By Chieu Cao, CEO, Mintago
The lack of pension participation and knowledge in the UK must be urgently addressed. While it has been a longstanding issue, many people are still too passive when it comes to their retirement planning and saving.
However, this is not their fault. When an individual joins a new company, they’ll typically be put onto an auto-enrolment workplace pension plan. While this is a good thing for pension enrolment, it does little to encourage engagement, and many people frequently lose track of their many pension pots as they change jobs throughout their professional careers.
The magnitude of this issue is easy to see. 200,000 people contacted the Department of Work and Pensions (DWP) in the last four years seeking assistance in locating lost pensions, according to studies by Hargreaves Lansdown. To make matters worse, there is an estimated £26 billion currently sitting in lost pension pots in the UK.
People clearly don’t understand their pensions well enough, leaving savers unaware of how much money they have set away. For many, this is only realised when they approach their 40s and 50s and begin to actively plan for retirement. Arguably, this is too late. As such, many people miss out on the maximum returns for their money because they are unaware of how they can manage it.

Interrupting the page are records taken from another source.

//! Fingerprint generation.

use crate::request::FetchRequest;
use serde::{Deserialize, Serialize};
use sha2::{Digest, Sha256};
use std::collections::BTreeMap;

/// Deterministic cache key derived from request identity.
///
/// Two requests with the same fingerprint are identical for caching and
/// deduplication purposes.
#[derive(Debug, Clone, PartialEq, Eq, Hash, Serialize, Deserialize)]
pub struct Fingerprint {
    hash: String,
}

impl Fingerprint {
    pub fn as_str(&self) -> &str {
        &self.hash
    }
}

impl std::fmt::Display for Fingerprint {
    fn fmt(&self, f: &mut std::fmt::Formatter<'_>) -> std::fmt::Result {
        write!(f, "{}", self.hash)
    }
}

/// Derives [`Fingerprint`]s from (URL, method, headers-of-interest, body).
///
/// The request is rendered into a canonical `BTreeMap` and hashed with
/// SHA-256. By default every header participates in identity; an allowlist
/// narrows that to headers-of-interest. An optional salt partitions
/// otherwise-identical keys, e.g. per tenant.
#[derive(Debug, Clone, Default)]
pub struct FingerprintGenerator {
    header_allowlist: Option<Vec<String>>,
    salt: Option<String>,
}

impl FingerprintGenerator {
    pub fn new() -> Self {
        Self::default()
    }

    pub fn with_salt(mut self, salt: impl Into<String>) -> Self {
        self.salt = Some(salt.into());
        self
    }

    /// Restricts identity to the named headers (case-insensitive).
    pub fn with_header_allowlist<I, S>(mut self, headers: I) -> Self
    where
        I: IntoIterator<Item = S>,
        S: Into<String>,
    {
        self.header_allowlist = Some(
            headers
                .into_iter()
                .map(|h| h.into().to_ascii_lowercase())
                .collect(),
        );
        self
    }

    pub fn generate(&self, request: &FetchRequest) -> Fingerprint {
        let mut parts: BTreeMap<&str, String> = BTreeMap::new();
        parts.insert("method", request.method().as_str().to_string());
        parts.insert("url", request.url().as_str().to_string());

        let headers: BTreeMap<&String, &String> = request
            .headers()
            .iter()
            .filter(|(name, _)| match &self.header_allowlist {
                Some(allowed) => allowed.iter().any(|a| a == *name),
                None => true,
            })
            .collect();
        parts.insert(
            "headers",
            serde_json::to_string(&headers).unwrap_or_default(),
        );

        if let Some(body) = request.body() {
            parts.insert("body", hex_digest(body));
        }
        if let Some(ref salt) = self.salt {
            parts.insert("salt", salt.clone());
        }

        let canonical = serde_json::to_string(&parts).unwrap_or_default();
        Fingerprint {
            hash: hex_digest(canonical.as_bytes()),
        }
    }
}

fn hex_digest(data: &[u8]) -> String {
    let mut hasher = Sha256::new();
    hasher.update(data);
    hasher.finalize().iter().map(|b| format!("{:02x}", b)).collect()
}
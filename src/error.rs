use crate::cache::Fingerprint;
use crate::transport::TransportError;
use thiserror::Error;

/// Unified error type for cache operations.
///
/// This aggregates transport-level and cache-level failures into actionable,
/// high-level categories. Errors delivered to subscribers use [`FetchError`]
/// instead, which is `Clone` so a single failure can fan out to every
/// subscriber of the failed entry.
#[derive(Debug, Error)]
pub enum Error {
    #[error(transparent)]
    Fetch(#[from] FetchError),

    #[error("Network transport error: {0}")]
    Transport(#[from] TransportError),

    #[error("Cannot invalidate in-flight entry {0}: wait for settlement or abort first")]
    InvalidatePending(Fingerprint),

    #[error("Invalid request URL '{url}': {source}")]
    InvalidUrl {
        url: String,
        #[source]
        source: url::ParseError,
    },

    #[error("Serialization error: {0}")]
    Serialization(#[from] serde_json::Error),
}

/// Error delivered to subscribers when a fetch settles as Failed.
///
/// Normalizes transport failures, non-success HTTP statuses and payload
/// decoding failures into one shape. Cached alongside successful values:
/// a later subscribe for the same fingerprint replays the failure until
/// the entry is invalidated.
#[derive(Debug, Clone, PartialEq, Eq, Error)]
pub enum FetchError {
    /// Network or connection failure reported by the transport.
    #[error("Transport failure: {message}")]
    Transport { message: String },

    /// The server answered with a non-2xx status code.
    #[error("HTTP status {status}")]
    HttpStatus { status: u16, body: Option<String> },

    /// The payload did not parse as the expected type.
    #[error("Decode failure: {message}")]
    Decode { message: String },

    /// The in-flight operation was aborted before settlement.
    #[error("Fetch aborted before settlement")]
    Aborted,
}

impl From<TransportError> for FetchError {
    fn from(err: TransportError) -> Self {
        match err {
            TransportError::Aborted => FetchError::Aborted,
            TransportError::Http(e) => FetchError::Transport {
                message: e.to_string(),
            },
            TransportError::Other(message) => FetchError::Transport { message },
        }
    }
}

impl FetchError {
    /// Status code, when the failure was a non-success HTTP response.
    pub fn status(&self) -> Option<u16> {
        match self {
            FetchError::HttpStatus { status, .. } => Some(*status),
            _ => None,
        }
    }
}

#[cfg(test)]
mod tests {
    use super::*;

    #[test]
    fn test_transport_error_normalization() {
        let err = FetchError::from(TransportError::Other("connection reset".into()));
        assert_eq!(
            err,
            FetchError::Transport {
                message: "connection reset".into()
            }
        );
        assert_eq!(FetchError::from(TransportError::Aborted), FetchError::Aborted);
    }

    #[test]
    fn test_status_accessor() {
        let err = FetchError::HttpStatus {
            status: 404,
            body: None,
        };
        assert_eq!(err.status(), Some(404));
        assert_eq!(FetchError::Aborted.status(), None);
    }
}
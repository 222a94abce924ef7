//! Structured audit logging for udpwall.
//!
//! Provides a [`Logger`] that writes events to stdout and to the audit file.
//! Output is either the line-oriented audit format
//! (`[YYYY-MM-DD HH:MM:SS] <tag> A.B.C.D`) or newline-delimited JSON
//! (NDJSON) for ingestion into log shippers and SIEM platforms.
//!
//! All public functions are intentionally cheap — they take a shared
//! reference to the logger and do a single allocation per event for the
//! formatted string.

use chrono::Local;
use serde::Serialize;
use std::fs::File;
use std::io::{BufWriter, Write};
use std::net::Ipv4Addr;
use std::sync::{Arc, Mutex};

// ── Event types ──────────────────────────────────────────────────────────────

/// All distinct event kinds that udpwall can emit.
///
/// Each variant carries exactly the fields needed to describe that event.
/// The `#[serde(tag = "event")]` attribute ensures JSON output includes an
/// `"event"` key so consumers can filter by type without inspecting
/// structure.
#[derive(Debug, Serialize)]
#[serde(tag = "event", rename_all = "snake_case")]
pub enum Event<'a> {
    /// Informational startup / status message.
    Info { message: &'a str },

    /// A local interface address was placed under protection.
    Protecting { addr: Ipv4Addr },

    /// First packet accepted from a previously unknown address.
    FirstPacket { addr: Ipv4Addr },

    /// A tracked address came back after its statistics went stale.
    Reappearance { addr: Ipv4Addr },

    /// An address was banned for exceeding the distinct-port limit.
    Multiport { addr: Ipv4Addr },

    /// An address was banned for exceeding the packet-rate limit.
    Flood { addr: Ipv4Addr },

    /// An address was banned on first sighting via the data-center list.
    Blacklist { addr: Ipv4Addr },

    /// An address was whitelisted on first sighting via the exceptions set.
    Whitelist { addr: Ipv4Addr },

    /// A ban expired and the blocking rule was removed.
    Unban { addr: Ipv4Addr },

    /// The local query service answered a liveness probe for this address.
    Query { addr: Ipv4Addr },

    /// Session summary emitted on graceful shutdown.
    SessionSummary {
        duration_secs: u64,
        packets: u64,
        bans: u64,
        unbans: u64,
    },
}

// ── Logger ───────────────────────────────────────────────────────────────────

/// Shared audit logger.
///
/// Constructed once in `main` and passed as an `Arc<Logger>` to every
/// component that emits events. The internal `Mutex` serialises file writes
/// so lines are never interleaved.
pub struct Logger {
    /// Whether to format events as NDJSON instead of the plain audit format.
    json: bool,
    /// Buffered audit-file writer. `None` when the file could not be opened;
    /// the logger then degrades to stdout only.
    file: Option<Mutex<BufWriter<File>>>,
}

/// Type alias used throughout the codebase for convenience.
pub type SharedLogger = Arc<Logger>;

impl Logger {
    /// Creates a new logger.
    ///
    /// The audit file is opened truncating: each run starts a fresh log.
    /// If the file cannot be created the logger keeps running on stdout
    /// alone rather than aborting startup.
    pub fn new(json: bool, log_path: Option<&str>) -> Self {
        let file = log_path.and_then(|path| match File::create(path) {
            Ok(f) => Some(Mutex::new(BufWriter::new(f))),
            Err(e) => {
                println!("Cannot open {} ({}); logging to stdout only.", path, e);
                None
            }
        });

        Logger { json, file }
    }

    /// Logs a single [`Event`], writing to stdout and to the audit file.
    pub fn log(&self, event: &Event) {
        let timestamp = Local::now().format("%Y-%m-%d %H:%M:%S").to_string();

        let line = if self.json {
            // Serialise the event to a JSON Value so the timestamp can be
            // injected alongside the event fields.
            let mut val = serde_json::to_value(event).unwrap_or_default();
            if let Some(obj) = val.as_object_mut() {
                obj.insert(
                    "timestamp".to_string(),
                    serde_json::Value::String(timestamp.clone()),
                );
            }
            serde_json::to_string(&val).unwrap_or_default()
        } else {
            format!("[{}] {}", timestamp, self.plain_text(event))
        };

        println!("{}", line);

        if let Some(mutex) = &self.file {
            if let Ok(mut writer) = mutex.lock() {
                let _ = writeln!(writer, "{}", line);
                let _ = writer.flush();
            }
        }
    }

    /// Formats an [`Event`] as a plain-text audit line body (no timestamp).
    fn plain_text(&self, event: &Event) -> String {
        match event {
            Event::Info { message } => format!("[INFO] {}", message),
            Event::Protecting { addr } => format!("Protecting {}", addr),
            Event::FirstPacket { addr } => format!("First packet: {}", addr),
            Event::Reappearance { addr } => format!("Reappearance: {}", addr),
            Event::Multiport { addr } => format!("Multiport: {}", addr),
            Event::Flood { addr } => format!("Flood: {}", addr),
            Event::Blacklist { addr } => format!("Blacklist: {}", addr),
            Event::Whitelist { addr } => format!("Whitelist: {}", addr),
            Event::Unban { addr } => format!("Unban: {}", addr),
            Event::Query { addr } => format!("Query: {}", addr),
            Event::SessionSummary {
                duration_secs,
                packets,
                bans,
                unbans,
            } => format!(
                "[SUMMARY] duration={}s packets={} bans={} unbans={}",
                duration_secs, packets, bans, unbans
            ),
        }
    }
}

#[cfg(test)]
mod tests {
    use super::*;

    fn body(event: &Event) -> String {
        Logger::new(false, None).plain_text(event)
    }

    #[test]
    fn audit_tags_match_the_log_contract() {
        let addr = Ipv4Addr::new(1, 2, 3, 4);
        assert_eq!(body(&Event::FirstPacket { addr }), "First packet: 1.2.3.4");
        assert_eq!(body(&Event::Reappearance { addr }), "Reappearance: 1.2.3.4");
        assert_eq!(body(&Event::Multiport { addr }), "Multiport: 1.2.3.4");
        assert_eq!(body(&Event::Flood { addr }), "Flood: 1.2.3.4");
        assert_eq!(body(&Event::Blacklist { addr }), "Blacklist: 1.2.3.4");
        assert_eq!(body(&Event::Whitelist { addr }), "Whitelist: 1.2.3.4");
        assert_eq!(body(&Event::Unban { addr }), "Unban: 1.2.3.4");
        assert_eq!(body(&Event::Query { addr }), "Query: 1.2.3.4");
        // No colon after this tag.
        assert_eq!(body(&Event::Protecting { addr }), "Protecting 1.2.3.4");
    }

    #[test]
    fn json_events_carry_the_event_tag() {
        let val = serde_json::to_value(Event::Flood {
            addr: Ipv4Addr::new(9, 9, 9, 9),
        })
        .unwrap();
        assert_eq!(val["event"], "flood");
        assert_eq!(val["addr"], "9.9.9.9");
    }
}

Clearly, more needs to be done to motivate workers to engage with their pensions. According to Mintago’s research, 46% of UK adults want their employers to do more to boost staff participation in pension plans, so this motivation needs to be instilled in the workplace.
Causes of a lack of engagement
So, why is there a lack of pension engagement amongst employees in the UK?
For one, the employment landscape in the UK has been altered significantly in the last two decades. As a consequence of these changes, people move jobs much more often than they might have done in the past. In fact, it’s estimated that the average person will now actually change roles 12 times in their career.
Since the implementation of auto-enrolment in 2012, employees have been building up new pension pots for each permanent job role. The problem with auto-enrolment is that by automating the process, many employees are not encouraged to manage and engage with their pension schemes. Furthermore, it provides them with a false sense of confidence that the retirement savings they are making through auto-enrolment will be adequate.
As a result, many workers build up numerous pension accounts over the course of their careers without being fully aware of their savings goals or the whereabouts of their money.
Why is pension engagement so important?
Pension engagement from early on in an individual’s career could make all the difference to their long-term financial security and wellbeing. By beginning to save early, employees can take advantage of compound interest, which means that every additional pound saved in their 20s might be worth four times that amount by the time they retire.
Indeed, any delay to long-term saving plans comes at a price. For example, a 31-year-old would have to contribute 90% more than a 21-year-old to earn the same amount of pension money. As such, the earlier an employee starts to save and engage with their pension, the more financially secure they will be in the future. So, how can employers encourage them to do so?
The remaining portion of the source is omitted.